▶ What you will do:
Two lines below mark the span: the one containing "spawning assessment flows." and the one containing "pub fn subscribe(&self)". Set down both, plus every line between, exactly as they stand, and nothing else.

▶ Items listed in a dataset:
_ _ _

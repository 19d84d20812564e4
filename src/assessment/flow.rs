// SPDX-License-Identifier: MIT
// Copyright 2026 Roland Dreier <roland@rolandd.dev>

//! The assessment flow runner.
//!
//! One task owns all mutable state and walks the phase sequence
//! `instructions → listening → recording → completed`. Commands arrive
//! over a channel; phase and progress are published through a watch for
//! the visual layer to observe. Exactly one periodic timer exists per
//! phase, and it is dropped before the next phase's timer starts.

use std::time::Duration;

use tokio::sync::{mpsc, oneshot, watch};
use tokio::task::JoinHandle;
use tokio::time::{interval, sleep, Instant};

use crate::assessment::media::MediaPort;
use crate::assessment::phase::Phase;
use crate::assessment::record::AssessmentRecord;

/// Timing parameters for one assessment run.
#[derive(Debug, Clone)]
pub struct AssessmentConfig {
    /// Identifier of the presented stimulus
    pub stimulus_id: String,
    /// How long the stimulus plays
    pub stimulus_duration: Duration,
    /// Playback progress tick
    pub tick_interval: Duration,
    /// Pause between playback ending and capture starting
    pub handoff_delay: Duration,
    /// Recording cutoff
    pub max_recording: Duration,
}

impl Default for AssessmentConfig {
    fn default() -> Self {
        Self {
            stimulus_id: "story_recall".to_string(),
            stimulus_duration: Duration::from_secs(30),
            tick_interval: Duration::from_millis(100),
            handoff_delay: Duration::from_millis(500),
            max_recording: Duration::from_secs(120),
        }
    }
}

impl AssessmentConfig {
    /// Create a config for the given stimulus with default timings.
    pub fn new(stimulus_id: impl Into<String>) -> Self {
        Self {
            stimulus_id: stimulus_id.into(),
            ..Self::default()
        }
    }

    /// Set the stimulus playback duration.
    #[must_use]
    pub fn with_stimulus_duration(mut self, duration: Duration) -> Self {
        self.stimulus_duration = duration;
        self
    }

    /// Set the playback progress tick.
    #[must_use]
    pub fn with_tick_interval(mut self, interval: Duration) -> Self {
        self.tick_interval = interval;
        self
    }

    /// Set the playback→capture hand-off pause.
    #[must_use]
    pub fn with_handoff_delay(mut self, delay: Duration) -> Self {
        self.handoff_delay = delay;
        self
    }

    /// Set the recording cutoff.
    #[must_use]
    pub fn with_max_recording(mut self, max: Duration) -> Self {
        self.max_recording = max;
        self
    }
}

/// Observable state of a running flow.
#[derive(Debug, Clone, PartialEq)]
pub struct FlowSnapshot {
    pub phase: Phase,
    /// Playback progress in [0, 1]
    pub playback_progress: f64,
    /// Recording progress in [0, 1]
    pub recording_progress: f64,
    /// Whole seconds of recording elapsed
    pub elapsed_recording_secs: u64,
}

impl FlowSnapshot {
    fn initial() -> Self {
        Self {
            phase: Phase::Instructions,
            playback_progress: 0.0,
            recording_progress: 0.0,
            elapsed_recording_secs: 0,
        }
    }
}

/// Commands a caller can send into the flow.
enum Command {
    Start,
    StopRecording,
    Abort,
    Confirm(oneshot::Sender<Option<AssessmentRecord>>),
}

/// Entry point for spawning assessment flows.
pub struct AssessmentFlow;

impl AssessmentFlow {
    /// Spawn a flow task; the returned handle controls and observes it.
    pub fn spawn(config: AssessmentConfig, media: impl MediaPort) -> AssessmentHandle {
        let (command_tx, command_rx) = mpsc::channel(16);
        let (snapshot_tx, snapshot_rx) = watch::channel(FlowSnapshot::initial());

        let runner = Runner {
            record: AssessmentRecord::new(config.stimulus_id.clone()),
            config,
            media: Box::new(media),
            commands: command_rx,
            snapshot: snapshot_tx,
        };

        let task = tokio::spawn(runner.run());

        AssessmentHandle {
            commands: command_tx,
            snapshot: snapshot_rx,
            task,
        }
    }
}

/// Control/observation handle for a spawned flow.
pub struct AssessmentHandle {
    commands: mpsc::Sender<Command>,
    snapshot: watch::Receiver<FlowSnapshot>,
    task: JoinHandle<()>,
}

impl AssessmentHandle {
    /// Begin the flow (instructions → listening).
    pub async fn start(&self) {
        let _ = self.commands.send(Command::Start).await;
    }

    /// Stop recording early (recording → completed).
    pub async fn stop_recording(&self) {
        let _ = self.commands.send(Command::StopRecording).await;
    }

    /// Abort the flow, discarding all accumulated state.
    pub async fn abort(&self) {
        let _ = self.commands.send(Command::Abort).await;
    }

    /// Confirm completion and take the record.
    ///
    /// Returns `None` if the flow was aborted or has not completed.
    pub async fn confirm(&self) -> Option<AssessmentRecord> {
        let (tx, rx) = oneshot::channel();
        if self
            .commands
            .send(Command::Confirm(tx))
            .await
            .is_err()
        {
            return None;
        }
        rx.await.ok().flatten()
    }

    /// Current phase and progress.
    pub fn snapshot(&self) -> FlowSnapshot {
        self.snapshot.borrow().clone()
    }

    /// Watch phase/progress changes.
    pub fn subscribe(&self) -> watch::Receiver<FlowSnapshot> {
        self.snapshot.clone()
    }

    /// Whether the flow task has ended (confirmed or aborted).
    pub fn is_finished(&self) -> bool {
        self.task.is_finished()
    }

    /// Wait for the flow task to end.
    pub async fn join(self) {
        let _ = self.task.await;
    }
}

/// The flow task's state. Owned entirely by its task; no other actor
/// touches the record or the timers.
struct Runner {
    config: AssessmentConfig,
    record: AssessmentRecord,
    media: Box<dyn MediaPort>,
    commands: mpsc::Receiver<Command>,
    snapshot: watch::Sender<FlowSnapshot>,
}

/// Why a phase loop ended.
enum PhaseExit {
    Advance,
    Aborted,
}

impl Runner {
    async fn run(mut self) {
        let stimulus = self.config.stimulus_id.clone();
        tracing::debug!(stimulus = %stimulus, "Assessment flow ready");

        // Instructions: wait for an explicit start.
        match self.wait_for_start().await {
            PhaseExit::Advance => {}
            PhaseExit::Aborted => return self.aborted(),
        }

        // Listening: tick playback progress until the stimulus is done.
        self.publish(|s| s.phase = Phase::Listening);
        self.media.begin_playback(&stimulus);
        let listening_start = Instant::now();

        match self.listen().await {
            PhaseExit::Advance => {}
            PhaseExit::Aborted => return self.aborted(),
        }

        self.record.story_duration_ms = listening_start.elapsed().as_millis() as u64;
        self.media.end_playback(&stimulus);
        tracing::debug!(
            stimulus = %stimulus,
            story_duration_ms = self.record.story_duration_ms,
            "Playback finished"
        );

        // Hand-off pause before capture starts.
        match self.handoff().await {
            PhaseExit::Advance => {}
            PhaseExit::Aborted => return self.aborted(),
        }

        // Recording: count seconds until the user stops or the cutoff hits.
        self.publish(|s| s.phase = Phase::Recording);
        self.media.begin_capture(&stimulus);
        let recording_start = Instant::now();

        match self.record_response().await {
            PhaseExit::Advance => {}
            PhaseExit::Aborted => return self.aborted(),
        }

        self.record.recording_duration_ms = recording_start.elapsed().as_millis() as u64;
        self.record.audio_path = Some(self.media.end_capture(&stimulus));
        self.record.completed = true;
        tracing::debug!(
            stimulus = %stimulus,
            recording_duration_ms = self.record.recording_duration_ms,
            "Recording finished"
        );

        // Completed: hold the record until the caller confirms or leaves.
        self.publish(|s| s.phase = Phase::Completed);
        loop {
            match self.commands.recv().await {
                Some(Command::Confirm(reply)) => {
                    let _ = reply.send(Some(self.record.clone()));
                    tracing::debug!(stimulus = %stimulus, "Record confirmed");
                    return;
                }
                Some(Command::Abort) | None => return self.aborted(),
                Some(Command::Start) | Some(Command::StopRecording) => {}
            }
        }
    }

    /// Instructions phase: no timer, just wait for the start action.
    async fn wait_for_start(&mut self) -> PhaseExit {
        loop {
            match self.commands.recv().await {
                Some(Command::Start) => return PhaseExit::Advance,
                Some(Command::Abort) | None => return PhaseExit::Aborted,
                Some(Command::Confirm(reply)) => {
                    let _ = reply.send(None);
                }
                Some(Command::StopRecording) => {}
            }
        }
    }

    /// Listening phase: one periodic timer advancing playback progress by
    /// `tick / total` per tick, clamped at 1.0.
    async fn listen(&mut self) -> PhaseExit {
        let tick_ms = self.config.tick_interval.as_millis().max(1) as u64;
        let total_ms = (self.config.stimulus_duration.as_millis() as u64).max(1);
        let total_ticks = (total_ms + tick_ms - 1) / tick_ms;

        let mut ticker = interval(Duration::from_millis(tick_ms));
        ticker.tick().await; // first tick completes immediately
        let mut ticks: u64 = 0;

        loop {
            tokio::select! {
                _ = ticker.tick() => {
                    ticks += 1;
                    let progress = (ticks as f64 * tick_ms as f64 / total_ms as f64).min(1.0);
                    self.publish(|s| s.playback_progress = progress);
                    if ticks >= total_ticks {
                        return PhaseExit::Advance;
                    }
                }
                cmd = self.commands.recv() => match cmd {
                    Some(Command::Abort) | None => return PhaseExit::Aborted,
                    Some(Command::Confirm(reply)) => {
                        let _ = reply.send(None);
                    }
                    Some(Command::Start) | Some(Command::StopRecording) => {}
                }
            }
        }
    }

    /// Pause between playback and capture; abort is still honored.
    async fn handoff(&mut self) -> PhaseExit {
        let pause = sleep(self.config.handoff_delay);
        tokio::pin!(pause);

        loop {
            tokio::select! {
                _ = &mut pause => return PhaseExit::Advance,
                cmd = self.commands.recv() => match cmd {
                    Some(Command::Abort) | None => return PhaseExit::Aborted,
                    Some(Command::Confirm(reply)) => {
                        let _ = reply.send(None);
                    }
                    Some(Command::Start) | Some(Command::StopRecording) => {}
                }
            }
        }
    }

    /// Recording phase: a once-per-second timer up to the cutoff; the
    /// user's stop action ends the phase early.
    async fn record_response(&mut self) -> PhaseExit {
        let max_secs = self.config.max_recording.as_secs().max(1);

        let mut ticker = interval(Duration::from_secs(1));
        ticker.tick().await;
        let mut elapsed_secs: u64 = 0;

        loop {
            tokio::select! {
                _ = ticker.tick() => {
                    elapsed_secs += 1;
                    let progress = (elapsed_secs as f64 / max_secs as f64).min(1.0);
                    self.publish(|s| {
                        s.recording_progress = progress;
                        s.elapsed_recording_secs = elapsed_secs;
                    });
                    if elapsed_secs >= max_secs {
                        return PhaseExit::Advance;
                    }
                }
                cmd = self.commands.recv() => match cmd {
                    Some(Command::StopRecording) => return PhaseExit::Advance,
                    Some(Command::Abort) | None => return PhaseExit::Aborted,
                    Some(Command::Confirm(reply)) => {
                        let _ = reply.send(None);
                    }
                    Some(Command::Start) => {}
                }
            }
        }
    }

    /// Abort: release the media port and drop all accumulated state.
    fn aborted(mut self) {
        self.media.cancel(&self.config.stimulus_id);
        tracing::debug!(stimulus = %self.config.stimulus_id, "Assessment flow aborted");
    }

    fn publish(&self, update: impl FnOnce(&mut FlowSnapshot)) {
        self.snapshot.send_modify(update);
    }
}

_ _ _

▶ Your solution:
/// Entry point for spawning assessment flows.
pub struct AssessmentFlow;

impl AssessmentFlow {
    /// Spawn a flow task; the returned handle controls and observes it.
    pub fn spawn(config: AssessmentConfig, media: impl MediaPort) -> AssessmentHandle {
        let (command_tx, command_rx) = mpsc::channel(16);
        let (snapshot_tx, snapshot_rx) = watch::channel(FlowSnapshot::initial());

        let runner = Runner {
            record: AssessmentRecord::new(config.stimulus_id.clone()),
            config,
            media: Box::new(media),
            commands: command_rx,
            snapshot: snapshot_tx,
        };

        let task = tokio::spawn(runner.run());

        AssessmentHandle {
            commands: command_tx,
            snapshot: snapshot_rx,
            task,
        }
    }
}

/// Control/observation handle for a spawned flow.
pub struct AssessmentHandle {
    commands: mpsc::Sender<Command>,
    snapshot: watch::Receiver<FlowSnapshot>,
    task: JoinHandle<()>,
}

impl AssessmentHandle {
    /// Begin the flow (instructions → listening).
    pub async fn start(&self) {
        let _ = self.commands.send(Command::Start).await;
    }

    /// Stop recording early (recording → completed).
    pub async fn stop_recording(&self) {
        let _ = self.commands.send(Command::StopRecording).await;
    }

    /// Abort the flow, discarding all accumulated state.
    pub async fn abort(&self) {
        let _ = self.commands.send(Command::Abort).await;
    }

    /// Confirm completion and take the record.
    ///
    /// Returns `None` if the flow was aborted or has not completed.
    pub async fn confirm(&self) -> Option<AssessmentRecord> {
        let (tx, rx) = oneshot::channel();
        if self
            .commands
            .send(Command::Confirm(tx))
            .await
            .is_err()
        {
            return None;
        }
        rx.await.ok().flatten()
    }

    /// Current phase and progress.
    pub fn snapshot(&self) -> FlowSnapshot {
        self.snapshot.borrow().clone()
    }

    /// Watch phase/progress changes.
    pub fn subscribe(&self) -> watch::Receiver<FlowSnapshot> {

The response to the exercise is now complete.